# Debugging your Neural Nets and checking your Gradients

source: upload.wikimedia.org/wikipedia/commons/3/31..

When implementing a neural network, backpropagation is arguably where it is more prone to mistakes. So, how cool would it be if we could implement something which would allow us to debug our neural nets easily. Here, we will see the method of Gradient Checking. Briefly, this methods consists in approximating the gradient using a numerical approach. If it is close to the calculated gradients, then backpropagation was implemented correctly. But there is a lot more to this, let us see that. Sometimes, it can been seen that the network get stuck over a few epochs and then continues to converge quickly. We will also see how we can solve this problem. Let us get started!

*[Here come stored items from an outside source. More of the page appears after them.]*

//! World sampling for pathset: where grids, starts and goals come from,
//! and how the optimal route between them is found.
//!
//! Two trait seams decouple the episode pipeline from these concerns:
//!
//! - [`GridGenerator`] draws a [`Sample`] (grid, start, goal) from an RNG;
//!   [`RandomGridGenerator`] is the reference implementation with free,
//!   obstacle and maze layouts.
//! - [`PathOracle`] returns a shortest 4-connected path, or `None` when
//!   the goal is unreachable; [`AStarOracle`] and [`BfsOracle`] are
//!   provided.

#![deny(missing_docs)]
#![deny(rustdoc::broken_intra_doc_links)]
#![forbid(unsafe_code)]

pub mod error;
pub mod generator;
pub mod maze;
pub mod oracle;

pub use error::WorldError;
pub use generator::{GridGenerator, GridKind, RandomGridGenerator, RandomGridGeneratorBuilder, Sample};
pub use oracle::{AStarOracle, BfsOracle, PathOracle};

All the visualizations and latex code used in the blog is available here-
**Rishit-dagli/Debugging-Neural-Nets**
*Learn how to debug your neural nets with gradient checking This repository contains the visualization and tex files for…*github.com

## Numerical approximation of Gradients

In order for us to build up to Gradient Checking we first need to see how we can numerically approximate gradients. I find it easy to explain with an example so let us take one function f(θ) = θ³. Let us see a graph of this function-

As you might have guessed a simple graph. Let us as usual start off with some value of θ for now we say θ = 1. So, now what we will do is nudge our θ not just to the right to get (θ + ϵ) but also nudge it to the left and get (θ-ϵ). For purpose example we will just say ϵ = 0.01 Let us now visualize this, ignore the scale in this graph, its just for demonstration purposes.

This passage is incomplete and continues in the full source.